Second, there is the concept of esteem for regulations as a stabilizing link, but it can also be a constraint on the development of leading-edge organizations, products, and services if the market is wrongly regulated or if there are too many restrictions or regulations that do not allow their development, given the ambiguous nature of the institutional arrangements in the markets (Tracey & Phillips, 2011).
Third, there is the concept of inefficient legal systems, where businesses depend on reliable systems to develop. There needs to be transparency and a set of instruments that are consolidated and following the current economic setting (Nicoletti, 2017). In an economic and social environment, where there are institutional failures such as spaces for the opportunity (Mair et al., 2007) any of these conditions may impact the performance efficiency, blocking the entry of new players or restricting the welfare conditions of the population. Based on the sources of institutional voids and their manifestations, it is possible to evaluate the institutionalization process of the bitcoin as a currency, so that institutional voids are often filled by the emergence of new institutions or the strengthening of the prevailing institutions.

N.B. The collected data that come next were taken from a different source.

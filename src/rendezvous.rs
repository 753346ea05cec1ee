//! Single-waiter rendezvous between the session read loop and a pending
//! synchronous query.
//!
//! Each session owns exactly one `Rendezvous`. The read loop calls
//! [`Rendezvous::deliver`] for every inbound frame that arrives while a
//! command handler is running; a handler awaiting a browser reply calls
//! [`Rendezvous::recv`]. At most one receiver may wait at a time, which is
//! what makes the protocol's id-less reply matching sound: the next inbound
//! frame after a query is always that query's answer.
//!
//! Frames delivered while no receiver is waiting are buffered in FIFO order.
//! A later `recv` takes the oldest buffered frame first; anything still
//! buffered when the handler returns is drained by the read loop (via
//! [`Rendezvous::take_buffered`]) and dispatched as ordinary commands. This
//! preserves strict arrival order end to end no matter how handler execution
//! interleaves with the transport.

use parking_lot::Mutex;
use std::collections::VecDeque;
use std::time::Duration;
use thiserror::Error;
use tokio::sync::oneshot;

/// Failure modes of a synchronous query wait.
#[derive(Debug, Error, Clone, Copy, PartialEq, Eq)]
pub enum QueryError {
    /// The bounded wait expired before the browser replied.
    #[error("query timed out waiting for a reply")]
    Timeout,
    /// The connection was torn down while the query was outstanding.
    #[error("connection closed while a query was outstanding")]
    Closed,
    /// A second query was issued while one was already pending. The
    /// one-flow-per-session execution model makes this unreachable in
    /// normal operation; it is reported rather than silently misrouting.
    #[error("a query is already pending on this session")]
    AlreadyPending,
}

/// What happened to a delivered frame.
#[derive(Debug, PartialEq, Eq)]
pub enum Delivery {
    /// A waiting query consumed the frame.
    Claimed,
    /// No query was waiting; the frame is buffered in arrival order.
    Buffered,
    /// The channel is closed; the frame was discarded.
    Discarded,
}

#[derive(Default)]
struct State {
    waiter: Option<oneshot::Sender<String>>,
    buffered: VecDeque<String>,
    closed: bool,
}

/// The per-session handoff slot. See the module docs.
#[derive(Default)]
pub struct Rendezvous {
    state: Mutex<State>,
}

impl Rendezvous {
    pub fn new() -> Self {
        Self::default()
    }

    /// Hand an inbound frame to the waiting query, or buffer it.
    pub fn deliver(&self, frame: String) -> Delivery {
        let mut state = self.state.lock();
        if state.closed {
            return Delivery::Discarded;
        }
        if let Some(tx) = state.waiter.take() {
            match tx.send(frame) {
                Ok(()) => Delivery::Claimed,
                // Receiver gave up (timed out) between unparking and now;
                // the reply belongs to a dead query, drop it.
                Err(_) => Delivery::Discarded,
            }
        } else {
            state.buffered.push_back(frame);
            Delivery::Buffered
        }
    }

    /// Await the next inbound frame, up to `wait`.
    pub async fn recv(&self, wait: Duration) -> Result<String, QueryError> {
        let mut rx = {
            let mut state = self.state.lock();
            if let Some(frame) = state.buffered.pop_front() {
                return Ok(frame);
            }
            if state.closed {
                return Err(QueryError::Closed);
            }
            if state.waiter.is_some() {
                return Err(QueryError::AlreadyPending);
            }
            let (tx, rx) = oneshot::channel();
            state.waiter = Some(tx);
            rx
        };

        tokio::select! {
            reply = &mut rx => reply.map_err(|_| QueryError::Closed),
            _ = tokio::time::sleep(wait) => {
                // Retract the waiter. If a frame won the race and was already
                // sent, take it instead of reporting a spurious timeout.
                let retracted = self.state.lock().waiter.take().is_some();
                if retracted {
                    Err(QueryError::Timeout)
                } else {
                    rx.await.map_err(|_| QueryError::Closed)
                }
            }
        }
    }

    /// Pop the oldest frame nobody claimed. The read loop calls this after
    /// a handler returns, treating leftovers as the next commands.
    pub fn take_buffered(&self) -> Option<String> {
        self.state.lock().buffered.pop_front()
    }

    /// Tear down: wake any waiter with [`QueryError::Closed`] and discard
    /// buffered frames. Subsequent `recv` calls fail immediately.
    pub fn close(&self) {
        let mut state = self.state.lock();
        state.closed = true;
        state.buffered.clear();
        // Dropping the sender wakes the receiver with a RecvError.
        state.waiter.take();
    }

    /// Whether a query is currently awaiting a reply.
    pub fn is_waiting(&self) -> bool {
        self.state.lock().waiter.is_some()
    }
}

#[cfg(test)]
mod tests {
    use super::*;
    use std::sync::Arc;

    const WAIT: Duration = Duration::from_secs(5);

    #[tokio::test]
    async fn deliver_after_recv_is_claimed() {
        let rv = Arc::new(Rendezvous::new());
        let waiter = {
            let rv = rv.clone();
            tokio::spawn(async move { rv.recv(WAIT).await })
        };
        // Let the receiver install its waiter.
        while !rv.is_waiting() {
            tokio::task::yield_now().await;
        }
        assert_eq!(rv.deliver("pong".into()), Delivery::Claimed);
        assert_eq!(waiter.await.unwrap().unwrap(), "pong");
    }

    #[tokio::test]
    async fn deliver_before_recv_is_buffered_fifo() {
        let rv = Rendezvous::new();
        assert_eq!(rv.deliver("first".into()), Delivery::Buffered);
        assert_eq!(rv.deliver("second".into()), Delivery::Buffered);
        assert_eq!(rv.recv(WAIT).await.unwrap(), "first");
        assert_eq!(rv.recv(WAIT).await.unwrap(), "second");
    }

    #[tokio::test]
    async fn second_concurrent_recv_is_rejected() {
        let rv = Arc::new(Rendezvous::new());
        let first = {
            let rv = rv.clone();
            tokio::spawn(async move { rv.recv(WAIT).await })
        };
        while !rv.is_waiting() {
            tokio::task::yield_now().await;
        }
        assert_eq!(rv.recv(WAIT).await, Err(QueryError::AlreadyPending));
        rv.deliver("done".into());
        assert_eq!(first.await.unwrap().unwrap(), "done");
    }

    #[tokio::test(start_paused = true)]
    async fn recv_times_out() {
        let rv = Rendezvous::new();
        let result = rv.recv(Duration::from_millis(50)).await;
        assert_eq!(result, Err(QueryError::Timeout));
        // After the timeout the slot is free again.
        assert!(!rv.is_waiting());
    }

    #[tokio::test(start_paused = true)]
    async fn late_reply_after_timeout_becomes_ordinary_traffic() {
        let rv = Rendezvous::new();
        assert_eq!(rv.recv(Duration::from_millis(10)).await, Err(QueryError::Timeout));
        // The waiter retracted itself, so a reply arriving now is
        // indistinguishable from unsolicited input and buffers normally.
        assert_eq!(rv.deliver("stale".into()), Delivery::Buffered);
        assert_eq!(rv.take_buffered().unwrap(), "stale");
    }

    #[tokio::test]
    async fn close_wakes_waiter_with_closed() {
        let rv = Arc::new(Rendezvous::new());
        let waiter = {
            let rv = rv.clone();
            tokio::spawn(async move { rv.recv(WAIT).await })
        };
        while !rv.is_waiting() {
            tokio::task::yield_now().await;
        }
        rv.close();
        assert_eq!(waiter.await.unwrap(), Err(QueryError::Closed));
    }

    #[tokio::test]
    async fn recv_after_close_fails_fast() {
        let rv = Rendezvous::new();
        rv.close();
        assert_eq!(rv.recv(WAIT).await, Err(QueryError::Closed));
        assert_eq!(rv.deliver("x".into()), Delivery::Discarded);
        assert!(rv.take_buffered().is_none());
    }

    #[tokio::test]
    async fn take_buffered_drains_in_order() {
        let rv = Rendezvous::new();
        rv.deliver("a".into());
        rv.deliver("b".into());
        assert_eq!(rv.take_buffered().unwrap(), "a");
        assert_eq!(rv.take_buffered().unwrap(), "b");
        assert!(rv.take_buffered().is_none());
    }
}
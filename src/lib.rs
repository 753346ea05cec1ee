//! sockterm - a WebSocket web terminal
//!
//! Serves a terminal-like page to browsers and multiplexes three traffic
//! classes over one WebSocket per visitor: server-issued DOM directives,
//! user-typed commands, and synchronous query/reply exchanges where a
//! command handler blocks until the browser answers (element existence,
//! attribute reads, free-text prompts).

pub mod command;
pub mod config;
pub mod directive;
pub mod flows;
pub mod origin;
pub mod protocol;
pub mod rendezvous;
pub mod server;
pub mod session;
pub mod tls;
pub mod users;
pub mod validate;
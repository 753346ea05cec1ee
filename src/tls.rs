//! TLS support for the HTTPS listener.
//!
//! Loads a PEM certificate chain and private key and produces a
//! `TlsAcceptor` for the manual accept loop in [`crate::server::serve_tls`].

use std::path::Path;
use std::sync::Arc;
use thiserror::Error;
use tokio_rustls::TlsAcceptor;

/// Errors that can occur when loading TLS material.
#[derive(Debug, Error)]
pub enum TlsError {
    #[error("failed to read TLS certificate file: {0}")]
    CertRead(std::io::Error),
    #[error("failed to read TLS key file: {0}")]
    KeyRead(std::io::Error),
    #[error("no certificates found in PEM file")]
    NoCerts,
    #[error("no private key found in PEM file")]
    NoKey,
    #[error("failed to build TLS config: {0}")]
    Config(#[from] tokio_rustls::rustls::Error),
}

/// Build a `TlsAcceptor` from PEM-encoded certificate and key files.
pub fn load_tls_config(cert_path: &Path, key_path: &Path) -> Result<TlsAcceptor, TlsError> {
    let cert_data = std::fs::read(cert_path).map_err(TlsError::CertRead)?;
    let certs: Vec<_> = rustls_pemfile::certs(&mut &cert_data[..])
        .collect::<Result<Vec<_>, _>>()
        .map_err(TlsError::CertRead)?;
    if certs.is_empty() {
        return Err(TlsError::NoCerts);
    }

    // Accepts PKCS8, RSA, and EC key formats.
    let key_data = std::fs::read(key_path).map_err(TlsError::KeyRead)?;
    let key = rustls_pemfile::private_key(&mut &key_data[..])
        .map_err(TlsError::KeyRead)?
        .ok_or(TlsError::NoKey)?;

    // Idempotent if a process-wide provider is already installed.
    let _ = tokio_rustls::rustls::crypto::aws_lc_rs::default_provider().install_default();

    let config = tokio_rustls::rustls::ServerConfig::builder()
        .with_no_client_auth()
        .with_single_cert(certs, key)?;

    Ok(TlsAcceptor::from(Arc::new(config)))
}

#[cfg(test)]
mod tests {
    use super::*;

    #[test]
    fn nonexistent_cert_is_read_error() {
        let result = load_tls_config(
            Path::new("/nonexistent/cert.pem"),
            Path::new("/nonexistent/key.pem"),
        );
        assert!(matches!(result, Err(TlsError::CertRead(_))));
    }

    #[test]
    fn empty_cert_file_has_no_certs() {
        let dir = tempfile::tempdir().unwrap();
        let cert = dir.path().join("cert.pem");
        let key = dir.path().join("key.pem");
        std::fs::write(&cert, "").unwrap();
        std::fs::write(&key, "").unwrap();
        assert!(matches!(load_tls_config(&cert, &key), Err(TlsError::NoCerts)));
    }

    #[test]
    fn self_signed_cert_loads() {
        let generated = rcgen::generate_simple_self_signed(vec!["localhost".to_string()]).unwrap();
        let dir = tempfile::tempdir().unwrap();
        let cert = dir.path().join("cert.pem");
        let key = dir.path().join("key.pem");
        std::fs::write(&cert, generated.cert.pem()).unwrap();
        std::fs::write(&key, generated.key_pair.serialize_pem()).unwrap();

        let result = load_tls_config(&cert, &key);
        assert!(result.is_ok(), "self-signed cert should load: {:?}", result.err());
    }

    #[test]
    fn cert_without_key_is_no_key() {
        let generated = rcgen::generate_simple_self_signed(vec!["localhost".to_string()]).unwrap();
        let dir = tempfile::tempdir().unwrap();
        let cert = dir.path().join("cert.pem");
        let key = dir.path().join("key.pem");
        std::fs::write(&cert, generated.cert.pem()).unwrap();
        std::fs::write(&key, "not a key").unwrap();
        assert!(matches!(load_tls_config(&cert, &key), Err(TlsError::NoKey)));
    }
}
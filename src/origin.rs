//! WebSocket Origin validation middleware.
//!
//! Browsers can be tricked into opening cross-origin WebSocket connections
//! (CSWSH), so upgrade requests have their Origin header compared against
//! the origins this server is actually served from. The reference behavior
//! logged mismatches and accepted anyway; the policy is configurable here,
//! with enforcement as the hardened option.

use axum::{
    extract::Request,
    http::StatusCode,
    middleware::Next,
    response::{IntoResponse, Response},
};
use serde::{Deserialize, Serialize};

/// What to do with a WebSocket upgrade whose Origin does not match.
#[derive(Debug, Clone, Copy, Default, PartialEq, Eq, Serialize, Deserialize)]
#[serde(rename_all = "snake_case")]
pub enum OriginPolicy {
    /// Reject the upgrade with 403.
    Enforce,
    /// Log a warning and accept (the reference behavior).
    #[default]
    LogOnly,
}

/// Check the Origin header on WebSocket upgrade requests.
///
/// - Non-WebSocket requests: pass through.
/// - No Origin header: pass through (non-browser clients).
/// - Origin matches the allowed list: pass through.
/// - Otherwise: apply the configured policy.
pub async fn check_ws_origin(
    allowed_origins: Vec<String>,
    policy: OriginPolicy,
    req: Request,
    next: Next,
) -> Result<Response, Response> {
    let is_ws_upgrade = req
        .headers()
        .get("upgrade")
        .and_then(|v| v.to_str().ok())
        .map(|v| v.eq_ignore_ascii_case("websocket"))
        .unwrap_or(false);

    if !is_ws_upgrade {
        return Ok(next.run(req).await);
    }

    let origin = match req.headers().get("origin").and_then(|v| v.to_str().ok()) {
        None => return Ok(next.run(req).await),
        Some(o) => o.to_string(),
    };

    if allowed_origins.iter().any(|allowed| allowed == &origin) {
        return Ok(next.run(req).await);
    }

    match policy {
        OriginPolicy::Enforce => {
            tracing::warn!(%origin, "rejecting WebSocket upgrade: bad origin");
            Err((StatusCode::FORBIDDEN, "origin not allowed").into_response())
        }
        OriginPolicy::LogOnly => {
            tracing::warn!(%origin, "WebSocket upgrade from unexpected origin");
            Ok(next.run(req).await)
        }
    }
}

1.2. Currency Evolution and Bitcoin
The evolution of the modern society about money can be discussed from various social theoretical lenses, especially the economic approach that aims to diagnose the nature of the monetary problems arising from the existence of currencies and their market exchange functionality (Lawson, 2016; Zelizer, 2007) and its impact on macroeconomic events. Money as a currency is a part of the determination of money to be a medium of exchange but assumes other determinations throughout its movement (Corazza, 1994). Currency and money, in this paper, are used as synonyms. Money is issued by governments. Thus, it has been used as a monetary policy tool, relying on important events such as inflationary control and support for currency fluctuations (Dodd, 1994; Karlstrøm, 2014). Contrary to common sense, money has no value in banknotes, but it is based on the trust attached to the institution or the state – an issuer which guarantees, through its sovereignty, the necessary conditions for its commercial usability (Dodd, 1994). In economy, with complex activities related to the production, distribution, exchange and consumption of resources (Truzzi & Neto, 2007) money has important functions in the economic system so that efficient exchanges are established: as a means of exchange, as a unit of measure, and as a store-of-value (Ferraciolli, 2016; Yermack, 2015).
Supported by the technological revolution, money traded electronically is already intrinsic to everyday life since practices in the contemporary economy are surrounded by actions focused on their dependence (Pérez, 2009). The phenomenon of bitcoin and cryptocurrencies that are embedded in a conceptual duality concerning the principles of currency, emerged as an alternative to the fiat currencies. Its general functioning is based on a set of cryptographic rules that allows the issuance and authorization of transactions in a decentralized model, without the occurrence of a linked monetary authority (Böhme, Christin, Edelman, & Moore, 2015; Nakamoto, 2008). Its essential feature is that it transacts and settles its own currency, protected against a double settlement, with the authorization process and decentralized currency generation, in a public and open ecosystem (as opposed to a conventional payment system (Nakamoto, 2008). In these terms, bitcoin relies on a set of nodes into a peer-to-peer network that represents the transactions. All transactions must be published in a global permanent transaction log that needs a script verification to be successfully published. The log is implemented as a chain of records of transactions and bitcoins, resulting in the so-called blockchain. Miners add to the blockchain by solving a computational problem and adding new transactions while receiving bitcoins (Dwyer, 2015).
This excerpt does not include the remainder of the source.